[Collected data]

========================

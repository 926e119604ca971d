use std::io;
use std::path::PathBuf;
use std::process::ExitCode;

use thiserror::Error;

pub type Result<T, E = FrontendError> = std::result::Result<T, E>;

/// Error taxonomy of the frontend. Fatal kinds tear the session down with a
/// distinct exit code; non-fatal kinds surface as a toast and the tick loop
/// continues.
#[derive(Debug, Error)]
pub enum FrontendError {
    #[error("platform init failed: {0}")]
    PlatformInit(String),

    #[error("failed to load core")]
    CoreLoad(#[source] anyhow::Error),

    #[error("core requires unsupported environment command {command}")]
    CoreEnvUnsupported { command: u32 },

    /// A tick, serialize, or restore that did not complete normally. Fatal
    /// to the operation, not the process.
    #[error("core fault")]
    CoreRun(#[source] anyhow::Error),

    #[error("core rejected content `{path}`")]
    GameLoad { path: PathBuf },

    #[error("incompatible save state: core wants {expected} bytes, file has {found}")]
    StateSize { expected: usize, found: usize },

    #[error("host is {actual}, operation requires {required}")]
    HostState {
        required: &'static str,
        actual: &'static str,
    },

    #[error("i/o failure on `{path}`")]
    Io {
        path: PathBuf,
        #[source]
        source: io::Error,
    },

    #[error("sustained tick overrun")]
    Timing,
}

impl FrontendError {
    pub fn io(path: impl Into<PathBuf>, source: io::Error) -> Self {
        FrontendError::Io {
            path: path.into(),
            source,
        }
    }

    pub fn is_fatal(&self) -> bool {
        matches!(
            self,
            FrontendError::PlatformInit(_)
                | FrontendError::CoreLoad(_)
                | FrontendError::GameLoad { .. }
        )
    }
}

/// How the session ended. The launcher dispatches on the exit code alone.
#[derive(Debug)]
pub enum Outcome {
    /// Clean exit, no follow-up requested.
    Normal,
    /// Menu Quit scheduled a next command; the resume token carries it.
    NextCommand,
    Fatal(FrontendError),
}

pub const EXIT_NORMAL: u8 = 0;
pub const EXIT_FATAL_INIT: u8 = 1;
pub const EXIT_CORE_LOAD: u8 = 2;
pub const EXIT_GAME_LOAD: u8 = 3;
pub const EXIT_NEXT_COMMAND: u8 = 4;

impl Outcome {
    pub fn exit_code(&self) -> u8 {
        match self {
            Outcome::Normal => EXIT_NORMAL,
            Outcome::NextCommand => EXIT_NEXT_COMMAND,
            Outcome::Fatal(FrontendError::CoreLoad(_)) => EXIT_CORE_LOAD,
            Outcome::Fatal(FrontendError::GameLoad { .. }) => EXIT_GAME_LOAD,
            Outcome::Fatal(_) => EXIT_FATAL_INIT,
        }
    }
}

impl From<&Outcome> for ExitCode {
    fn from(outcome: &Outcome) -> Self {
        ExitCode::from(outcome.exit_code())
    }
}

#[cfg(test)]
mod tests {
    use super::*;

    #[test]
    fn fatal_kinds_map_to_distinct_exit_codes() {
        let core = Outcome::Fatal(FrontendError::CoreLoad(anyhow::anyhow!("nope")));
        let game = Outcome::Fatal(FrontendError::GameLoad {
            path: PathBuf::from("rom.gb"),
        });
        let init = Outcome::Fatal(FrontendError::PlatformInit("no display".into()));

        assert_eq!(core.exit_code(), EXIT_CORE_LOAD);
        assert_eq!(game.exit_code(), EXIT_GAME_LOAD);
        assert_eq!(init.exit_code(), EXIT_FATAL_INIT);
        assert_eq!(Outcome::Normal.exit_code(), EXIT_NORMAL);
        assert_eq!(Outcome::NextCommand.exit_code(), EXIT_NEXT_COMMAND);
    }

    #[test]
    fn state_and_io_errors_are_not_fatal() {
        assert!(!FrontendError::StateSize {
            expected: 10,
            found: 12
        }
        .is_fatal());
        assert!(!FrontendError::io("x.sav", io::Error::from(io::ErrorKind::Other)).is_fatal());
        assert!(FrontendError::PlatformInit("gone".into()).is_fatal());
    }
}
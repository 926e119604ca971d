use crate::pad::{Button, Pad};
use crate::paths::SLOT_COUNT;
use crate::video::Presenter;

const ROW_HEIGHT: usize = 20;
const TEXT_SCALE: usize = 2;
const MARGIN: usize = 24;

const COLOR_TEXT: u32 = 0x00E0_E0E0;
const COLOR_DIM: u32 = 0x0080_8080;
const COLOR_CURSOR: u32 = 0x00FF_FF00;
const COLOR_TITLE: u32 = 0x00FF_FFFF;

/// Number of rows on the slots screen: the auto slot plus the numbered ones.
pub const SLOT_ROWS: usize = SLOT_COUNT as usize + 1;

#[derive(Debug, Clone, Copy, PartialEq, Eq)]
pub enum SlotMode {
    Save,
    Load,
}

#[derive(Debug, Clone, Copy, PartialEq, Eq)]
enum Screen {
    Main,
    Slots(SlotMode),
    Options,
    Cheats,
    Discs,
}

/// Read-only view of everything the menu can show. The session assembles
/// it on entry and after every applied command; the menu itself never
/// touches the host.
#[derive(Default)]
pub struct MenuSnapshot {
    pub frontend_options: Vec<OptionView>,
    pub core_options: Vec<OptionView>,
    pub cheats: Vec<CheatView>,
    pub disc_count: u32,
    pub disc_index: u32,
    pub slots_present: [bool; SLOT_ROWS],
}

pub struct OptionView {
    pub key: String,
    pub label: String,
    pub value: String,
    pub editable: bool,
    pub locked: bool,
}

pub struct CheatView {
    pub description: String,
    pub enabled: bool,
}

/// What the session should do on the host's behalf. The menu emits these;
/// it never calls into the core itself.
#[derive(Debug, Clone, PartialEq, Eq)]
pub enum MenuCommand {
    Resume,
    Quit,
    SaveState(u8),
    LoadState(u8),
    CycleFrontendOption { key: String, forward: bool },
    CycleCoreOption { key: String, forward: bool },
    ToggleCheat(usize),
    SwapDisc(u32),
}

========================

* [TASK PROMPT] Restate exactly the records above from their first line through the line that holds "pub const EXIT_NEXT_COMMAND: u8 = 4;", please, including both and leaving out all others.

* [EXERCISE RESULT]
repository 926e119604ca971d
use std::io;
use std::path::PathBuf;
use std::process::ExitCode;

use thiserror::Error;

pub type Result<T, E = FrontendError> = std::result::Result<T, E>;

/// Error taxonomy of the frontend. Fatal kinds tear the session down with a
/// distinct exit code; non-fatal kinds surface as a toast and the tick loop
/// continues.
#[derive(Debug, Error)]
pub enum FrontendError {
    #[error("platform init failed: {0}")]
    PlatformInit(String),

    #[error("failed to load core")]
    CoreLoad(#[source] anyhow::Error),

    #[error("core requires unsupported environment command {command}")]
    CoreEnvUnsupported { command: u32 },

    /// A tick, serialize, or restore that did not complete normally. Fatal
    /// to the operation, not the process.
    #[error("core fault")]
    CoreRun(#[source] anyhow::Error),

    #[error("core rejected content `{path}`")]
    GameLoad { path: PathBuf },

    #[error("incompatible save state: core wants {expected} bytes, file has {found}")]
    StateSize { expected: usize, found: usize },

    #[error("host is {actual}, operation requires {required}")]
    HostState {
        required: &'static str,
        actual: &'static str,
    },

    #[error("i/o failure on `{path}`")]
    Io {
        path: PathBuf,
        #[source]
        source: io::Error,
    },

    #[error("sustained tick overrun")]
    Timing,
}

impl FrontendError {
    pub fn io(path: impl Into<PathBuf>, source: io::Error) -> Self {
        FrontendError::Io {
            path: path.into(),
            source,
        }
    }

    pub fn is_fatal(&self) -> bool {
        matches!(
            self,
            FrontendError::PlatformInit(_)
                | FrontendError::CoreLoad(_)
                | FrontendError::GameLoad { .. }
        )
    }
}

/// How the session ended. The launcher dispatches on the exit code alone.
#[derive(Debug)]
pub enum Outcome {
    /// Clean exit, no follow-up requested.
    Normal,
    /// Menu Quit scheduled a next command; the resume token carries it.
    NextCommand,
    Fatal(FrontendError),
}

pub const EXIT_NORMAL: u8 = 0;
pub const EXIT_FATAL_INIT: u8 = 1;
pub const EXIT_CORE_LOAD: u8 = 2;
pub const EXIT_GAME_LOAD: u8 = 3;
pub const EXIT_NEXT_COMMAND: u8 = 4;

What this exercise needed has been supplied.